A Conforama tem coisas muito engraçadas e em conta, mas digo-vos que os tempos de entrega deles são miseráveis. Comprei este quartinho no final de Novembro e indicaram que mo entregariam em Janeiro, mais ou menos pela altura em que eu iria ser operada, ora, o ideal foi começar já a pintar para se houver atrasos estar tudo pronto para quando o quarto chegar. No entanto, e liguei para lá esta semana, só mo vão entregar em Fevereiro porque eu fiz uma alteração de uma cómoda por um camiseiro... Quase 3 meses para entregarem o quarto completo!

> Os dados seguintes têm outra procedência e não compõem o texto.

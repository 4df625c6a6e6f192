//! Application State
//!
//! Holds the running watchdog and the data directory it was loaded from.

use std::path::{Path, PathBuf};
use std::sync::Arc;

use bridgewatch_core::Watchdog;

/// Shared application state
#[derive(Clone)]
pub struct AppState {
    inner: Arc<AppStateInner>,
}

pub struct AppStateInner {
    pub watchdog: Arc<Watchdog>,
    pub data_dir: PathBuf,
}

impl AppState {
    pub fn new(watchdog: Arc<Watchdog>, data_dir: PathBuf) -> Self {
        Self { inner: Arc::new(AppStateInner { watchdog, data_dir }) }
    }

    pub fn watchdog(&self) -> &Watchdog {
        &self.inner.watchdog
    }

    pub fn data_dir(&self) -> &Path {
        &self.inner.data_dir
    }
}
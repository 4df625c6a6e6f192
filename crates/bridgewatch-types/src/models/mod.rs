//! Core domain models for Bridgewatch.
//!
//! Shared data structures passed between the cache, the health evaluator,
//! the healing controller, and the HTTP API.

mod account;
mod alert;
mod config;
mod healing;
mod health;
mod snapshot;

pub use account::{AccountSummary, ManagedAccount};
pub use alert::{AlertEvent, Severity};
pub use config::{
    AlertConfig, BridgeConfig, HealingConfig, HealthConfig, RecoveryConfig, RefreshConfig,
    RegistryConfig, ServerConfig, WatchdogConfig,
};
pub use healing::{DispatchOutcome, HealingPhase, HealingReason, HealingState, WatchdogStatus};
pub use health::{HealthEndpointResponse, HealthVerdict, OverallHealth};
pub use snapshot::{AccountBalance, AccountSnapshot, CacheState, CycleReport, SyncStatus};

Acho que se tivesse comprado a madeira e ido para a garagem pôr mãos à obra nos meus tempos livres - que são poucos - que conseguiria ter o quarto numa data mais aceitável. Mas não, aqui a Mula é chique e preguiçosa e não quis ir ali à Serra de Valongo arrancar árvores, laminar e aplainar madeira para fazer um quartinho basico, e quis dar-se ao luxo de comprar um já feito... Agora aguenta Mula! Aguenta!

 

Mas pronto, só para ficar aqui com um registo do antes do depois. Fica aqui um antes e um durante, e um dia destes publico o depois!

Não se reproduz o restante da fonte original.